Her family doctor, concerned about the intermittent nature of the symptoms, instructed her to attempt to stretch in the mornings before heading to class and to return in 2 weeks if her symptoms did not remit. Approximately 1 week after her primary visit, she began to experience severe, knife-like shooting pains in her bilateral upper and lower extremities, in addition to a severe headache. Her roommate, concerned, called an ambulance and the patient was immediately taken to the University Hospital. While at the University Hospital, she underwent an emergent MRI of the brain with contrast, which revealed significant demyelination (death of neurons) in the periventricular zones (in proximity to the lateral ventricles of the brain).

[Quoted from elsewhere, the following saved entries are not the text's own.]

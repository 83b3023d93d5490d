use serde::{Deserialize, Serialize};
use ts_rs::TS;

// 用户角色
#[derive(Debug, Clone, Serialize, PartialEq, TS)]
#[serde(rename_all = "snake_case")]
#[ts(export, export_to = "../frontend/src/types/generated/user.ts")]
pub enum UserRole {
    Student, // 学生
    Teacher, // 教师
    Admin,   // 管理员
}

impl UserRole {
    pub const STUDENT: &'static str = "student";
    pub const TEACHER: &'static str = "teacher";
    pub const ADMIN: &'static str = "admin";

    pub fn admin_roles() -> &'static [&'static UserRole] {
        &[&Self::Admin]
    }
    pub fn teacher_roles() -> &'static [&'static UserRole] {
        &[&Self::Teacher, &Self::Admin]
    }
    pub fn student_roles() -> &'static [&'static UserRole] {
        &[&Self::Student]
    }
    pub fn all_roles() -> &'static [&'static UserRole] {
        &[&Self::Student, &Self::Teacher, &Self::Admin]
    }
}

impl<'de> Deserialize<'de> for UserRole {
    fn deserialize<D>(deserializer: D) -> Result<Self, D::Error>
    where
        D: serde::Deserializer<'de>,
    {
        let s = String::deserialize(deserializer)?;
        match s.as_str() {
            UserRole::STUDENT => Ok(UserRole::Student),
            UserRole::TEACHER => Ok(UserRole::Teacher),
            UserRole::ADMIN => Ok(UserRole::Admin),
            _ => Err(serde::de::Error::custom(format!(
                "无效的用户角色: '{s}'. 支持的角色: student, teacher, admin"
            ))),
        }
    }
}

impl std::fmt::Display for UserRole {
    fn fmt(&self, f: &mut std::fmt::Formatter<'_>) -> std::fmt::Result {
        match self {
            UserRole::Student => write!(f, "{}", UserRole::STUDENT),
            UserRole::Teacher => write!(f, "{}", UserRole::TEACHER),
            UserRole::Admin => write!(f, "{}", UserRole::ADMIN),
        }
    }
}

impl std::str::FromStr for UserRole {
    type Err = String;

    fn from_str(s: &str) -> Result<Self, Self::Err> {
        match s {
            "student" => Ok(UserRole::Student),
            "teacher" => Ok(UserRole::Teacher),
            "admin" => Ok(UserRole::Admin),
            _ => Err(format!("Invalid user role: {s}")),
        }
    }
}

// 用户状态
#[derive(Debug, Clone, Serialize, PartialEq, TS)]
#[serde(rename_all = "snake_case")]
#[ts(export, export_to = "../frontend/src/types/generated/user.ts")]
pub enum UserStatus {
    Active,    // 活跃
    Inactive,  // 非活跃
    Suspended, // 暂停
}

impl<'de> Deserialize<'de> for UserStatus {
    fn deserialize<D>(deserializer: D) -> Result<Self, D::Error>
    where
        D: serde::Deserializer<'de>,
    {
        let s = String::deserialize(deserializer)?;
        match s.as_str() {
            "active" => Ok(UserStatus::Active),
            "inactive" => Ok(UserStatus::Inactive),
            "suspended" => Ok(UserStatus::Suspended),
            _ => Err(serde::de::Error::custom(format!(
                "无效的用户状态: '{s}'. 支持的状态: active, inactive, suspended"
            ))),
        }
    }
}

impl std::fmt::Display for UserStatus {
    fn fmt(&self, f: &mut std::fmt::Formatter<'_>) -> std::fmt::Result {
        match self {
            UserStatus::Active => write!(f, "active"),
            UserStatus::Inactive => write!(f, "inactive"),
            UserStatus::Suspended => write!(f, "suspended"),
        }
    }
}

impl std::str::FromStr for UserStatus {
    type Err = String;

    fn from_str(s: &str) -> Result<Self, Self::Err> {
        match s {
            "active" => Ok(UserStatus::Active),
            "inactive" => Ok(UserStatus::Inactive),
            "suspended" => Ok(UserStatus::Suspended),
            _ => Err(format!("Invalid user status: {s}")),
        }
    }
}

// 用户实体
#[derive(Debug, Clone, Serialize, Deserialize, TS)]
#[ts(export, export_to = "../frontend/src/types/generated/user.ts")]
pub struct User {
    pub id: i64,
    pub username: String,
    pub email: String,
    #[serde(skip_serializing, default)] // 不序列化到JSON响应中
    #[ts(skip)]
    pub password_hash: String,
    pub role: UserRole,
    pub status: UserStatus,
    pub display_name: Option<String>,
    pub last_login: Option<chrono::DateTime<chrono::Utc>>,
    pub created_at: chrono::DateTime<chrono::Utc>,
    pub updated_at: chrono::DateTime<chrono::Utc>,
}

impl User {
    // 生成 token 对（access + refresh）
    pub async fn generate_token_pair(
        &self,
        refresh_token_expiry: Option<chrono::TimeDelta>,
    ) -> Result<crate::utils::jwt::TokenPair, String> {
        crate::utils::jwt::JwtUtils::generate_token_pair(
            self.id,
            self.role.clone(),
            refresh_token_expiry,
        )
        .map_err(|e| format!("生成 token 对失败: {e}"))
    }
}

#[cfg(test)]
mod tests {
    use super::*;

    #[test]
    fn test_user_role_parsing() {
        assert_eq!("student".parse::<UserRole>(), Ok(UserRole::Student));
        assert_eq!("teacher".parse::<UserRole>(), Ok(UserRole::Teacher));
        assert_eq!("admin".parse::<UserRole>(), Ok(UserRole::Admin));
        assert!("principal".parse::<UserRole>().is_err());
    }

    #[test]
    fn test_role_sets() {
        assert!(UserRole::teacher_roles().contains(&&UserRole::Admin));
        assert!(UserRole::teacher_roles().contains(&&UserRole::Teacher));
        assert!(!UserRole::teacher_roles().contains(&&UserRole::Student));
        assert_eq!(UserRole::admin_roles().len(), 1);
    }
}
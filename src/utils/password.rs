use crate::config::AppConfig;
use crate::errors::SchoolSystemError;
use argon2::password_hash::{SaltString, rand_core::OsRng};
use argon2::{Algorithm, Argon2, Params, PasswordHash, PasswordHasher, PasswordVerifier, Version};

/// 哈希密码
pub fn hash_password(password: &str) -> Result<String, SchoolSystemError> {
    let config = AppConfig::get();
    let params = Params::new(
        config.argon2.memory_cost,
        config.argon2.time_cost,
        config.argon2.parallelism,
        None,
    )
    .map_err(|e| SchoolSystemError::validation(format!("Argon2 参数错误: {e}")))?;

    let argon2 = Argon2::new(Algorithm::Argon2id, Version::V0x13, params);
    let salt = SaltString::generate(&mut OsRng);
    let hash = argon2
        .hash_password(password.as_bytes(), &salt)
        .map_err(|e| SchoolSystemError::validation(format!("密码哈希失败: {e}")))?;
    Ok(hash.to_string())
}

/// 验证密码
pub fn verify_password(password: &str, hash: &str) -> bool {
    match PasswordHash::new(hash) {
        Ok(parsed_hash) => Argon2::default()
            .verify_password(password.as_bytes(), &parsed_hash)
            .is_ok(),
        Err(_) => false,
    }
}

Neurology was immediately consulted, and, after viewing her imaging and labs, was convinced that a chronic inflammatory process was occurring in this patient. The patient, prior to being discharged from the hospital after other disorders had been ruled out, was prescribed Gabapentin and asked to follow up with a neurologist as an outpatient.
Further outpatient imaging 3 months later revealed worsening demyelination in the brain and the initial stages of demyelination in the cervical and thoracic spinal cord sections; lumbar puncture testing was also performed, which was revealing of increased numbers of macrophages, CD8 T cells, and anti-myelin IgG antibodies, revealing of a diagnosis of Multiple Sclerosis.
Please answer the following questions:
i. In this case we see that the girl has increased numbers of macrophages, CD8 T cells, and anti-myelin IgG antibodies. Since, her body is not performing an antibody-mediated response but rather going through a cell-mediated response, hence it can be said that Type IV hypersensitivity is most likely occurring in this young female which is causing inflammation and destruction of Myelin as a target antigen.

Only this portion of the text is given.